According to SLT operation guide, Latency is defined as the length of time it takes until a data change to a source table has been committed to the target system database.
Even if, real time replication is enabled in SLT, in some cases, there may be significant time lag to reciprocate the data from source to target system.
Ways to check and reduce the latency are listed below –
1. Ensure sufficient resources: Ensure enough resources are available in all the three participating systems (Source, SLT and target). Resources include
a) System resource like RAM, CPU, Disk Space
b) Work process/Jobs – In the source system, the number of available dialog work processes that are reserved for the replication should be equal to the no. of data transfer jobs running in SLT. If a lot of tables are selected for load / replication at the same time, it may happen that there are not enough background jobs available to start the load procedure for all tables immediately. In this case, one may increase the number of load job – assuming sufficient system resources are available.
2. Application log analysis: Check for the warnings and errors in the SLT application log(LTRC) ,SM21 ,ST22 etc. and resolve the same.
Some of the common errors:
a) Time_out dump – In application log ,if one finds that replication of any table is failing due to the timeout dump in the source system, increase the dialog runtime in the source system.
b) Duplicate key – replication may get aborted due to duplicate key. To solve this, change the writing behaviour from Array insert to Array modify as mentioned in SAP note 1919356.
c) Any DB/Space error in source or SLT – (Error like unable to extend Tablespace, unable to connect to DB, etc.) should be resolved.
3. Index creation – In case of big tables (>1 GB in size),it is good to create secondary index on the column which have largest number of distinct values. This improves the reading performance significantly. Also, look for the index being used by the logging table.
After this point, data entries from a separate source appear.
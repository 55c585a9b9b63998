//! Finch configuration
//!
//! Loaded from `~/.finch/config.toml` when present, then overridden by
//! environment variables:
//!
//! | Variable | Field |
//! |----------|-------|
//! | `OLLAMA_HOST` | `ollama_host` |
//! | `FINCH_PORT` | `port` |
//! | `FINCH_CORS_ORIGINS` | `cors_origins` (comma separated, `*` for any) |
//! | `FINCH_TOOL_TIMEOUT_SECS` | `tool_timeout_secs` |
//! | `FINCH_DEFAULT_TOOL_MODEL` | `default_tool_model` |
//! | `FINCH_DEFAULT_CHAT_MODEL` | `default_chat_model` |

use std::path::{Path, PathBuf};
use std::time::Duration;

use serde::{Deserialize, Serialize};

use crate::ai::model::ModelName;
use crate::constants;
use crate::paths;

#[derive(Debug, thiserror::Error)]
pub enum ConfigError {
    #[error("tool '{0}' is registered twice")]
    DuplicateTool(String),

    #[error("invalid model identifier: {0:?}")]
    InvalidModel(String),

    #[error("failed to read {path:?}: {source}")]
    Io {
        path: PathBuf,
        #[source]
        source: std::io::Error,
    },

    #[error("failed to parse {path:?}: {source}")]
    Parse {
        path: PathBuf,
        #[source]
        source: toml::de::Error,
    },

    #[error("invalid value for {key}: {value:?}")]
    InvalidValue { key: &'static str, value: String },
}

#[derive(Debug, Clone, PartialEq, Serialize, Deserialize)]
#[serde(default)]
pub struct FinchConfig {
    pub ollama_host: String,
    pub port: u16,
    /// Allowed CORS origins; empty or `*` allows any
    pub cors_origins: Vec<String>,
    pub tool_timeout_secs: u64,
    pub default_tool_model: String,
    pub default_chat_model: String,
}

impl Default for FinchConfig {
    fn default() -> Self {
        Self {
            ollama_host: constants::ai::DEFAULT_OLLAMA_HOST.to_string(),
            port: constants::server::DEFAULT_PORT,
            cors_origins: vec!["*".to_string()],
            tool_timeout_secs: constants::tools::DEFAULT_TOOL_TIMEOUT.as_secs(),
            default_tool_model: constants::ai::DEFAULT_TOOL_MODEL.to_string(),
            default_chat_model: constants::ai::DEFAULT_CHAT_MODEL.to_string(),
        }
    }
}

impl FinchConfig {
    /// Load `~/.finch/config.toml` and apply environment overrides
    pub fn load() -> Result<Self, ConfigError> {
        let mut config = Self::from_file(&paths::config_file())?;
        config.apply_overrides(|key| std::env::var(key).ok())?;
        config.validate()?;
        Ok(config)
    }

    /// Read a config file; a missing file yields defaults
    pub fn from_file(path: &Path) -> Result<Self, ConfigError> {
        if !path.exists() {
            tracing::debug!("No config file at {:?}, using defaults", path);
            return Ok(Self::default());
        }

        let content = std::fs::read_to_string(path).map_err(|source| ConfigError::Io {
            path: path.to_path_buf(),
            source,
        })?;
        let config = toml::from_str(&content).map_err(|source| ConfigError::Parse {
            path: path.to_path_buf(),
            source,
        })?;

        tracing::info!("Loaded config from {:?}", path);
        Ok(config)
    }

    /// Apply overrides from `lookup` (the process environment in production)
    pub fn apply_overrides<F>(&mut self, lookup: F) -> Result<(), ConfigError>
    where
        F: Fn(&str) -> Option<String>,
    {
        if let Some(host) = lookup("OLLAMA_HOST") {
            self.ollama_host = normalize_host(&host);
        }
        if let Some(port) = lookup("FINCH_PORT") {
            self.port = port.trim().parse().map_err(|_| ConfigError::InvalidValue {
                key: "FINCH_PORT",
                value: port.clone(),
            })?;
        }
        if let Some(origins) = lookup("FINCH_CORS_ORIGINS") {
            self.cors_origins = origins
                .split(',')
                .map(str::trim)
                .filter(|o| !o.is_empty())
                .map(str::to_string)
                .collect();
        }
        if let Some(secs) = lookup("FINCH_TOOL_TIMEOUT_SECS") {
            self.tool_timeout_secs = secs
                .trim()
                .parse()
                .ok()
                .filter(|s| *s > 0)
                .ok_or_else(|| ConfigError::InvalidValue {
                    key: "FINCH_TOOL_TIMEOUT_SECS",
                    value: secs.clone(),
                })?;
        }
        if let Some(model) = lookup("FINCH_DEFAULT_TOOL_MODEL") {
            self.default_tool_model = model;
        }
        if let Some(model) = lookup("FINCH_DEFAULT_CHAT_MODEL") {
            self.default_chat_model = model;
        }
        Ok(())
    }

    pub fn validate(&self) -> Result<(), ConfigError> {
        ModelName::parse(&self.default_tool_model)?;
        ModelName::parse(&self.default_chat_model)?;
        if self.tool_timeout_secs == 0 {
            return Err(ConfigError::InvalidValue {
                key: "tool_timeout_secs",
                value: "0".to_string(),
            });
        }
        Ok(())
    }

    pub fn tool_timeout(&self) -> Duration {
        Duration::from_secs(self.tool_timeout_secs)
    }

    /// Whether any origin is allowed
    pub fn cors_allows_any(&self) -> bool {
        self.cors_origins.is_empty() || self.cors_origins.iter().any(|o| o == "*")
    }
}

/// `OLLAMA_HOST` is often given as `host:port` without a scheme
fn normalize_host(host: &str) -> String {
    let host = host.trim().trim_end_matches('/');
    if host.starts_with("http://") || host.starts_with("https://") {
        host.to_string()
    } else {
        format!("http://{host}")
    }
}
It may sometimes help if reorganization of index is done.
4. Order of logging table index and Read function module – For maximum efficiency in replication, the IUC index of the logging table must have the same field order as the select statement which is reading the data from the logging table of source table. If there is any order mismatch , either drop the IUC index and recreate it or stop replication on table and again add it for replication.
5. Upgrade DMIS component – It is always recommended to upgrade the DMIS to the latest version. One possible cause for latency could be a temporary inconsistency in the logging table. When an inconsistency occurs in the logging table, records will not get processed until the inconsistent record is once again updated in the source system. The system may be missing many notes actually.Therefore, it is good practice to stay current with correction notes.
6. Advance replication settings –
a) Increase jobs for replication – For tables with a large volume of data (especially if they are cluster tables – where the read performance is about 70% compared to transparent tables), one can use the transaction Advanced Replication Settings (transaction IUUC_REPL_CONTENT or LTRS) to further optimize the load and replication procedure for dedicated tables.In the tab page IUUC PERF OPTION/performance options in LTRS, one can assign more jobs to run in parallel for a table or define a sequence that should be considered if load and replication of tables should run subsequently.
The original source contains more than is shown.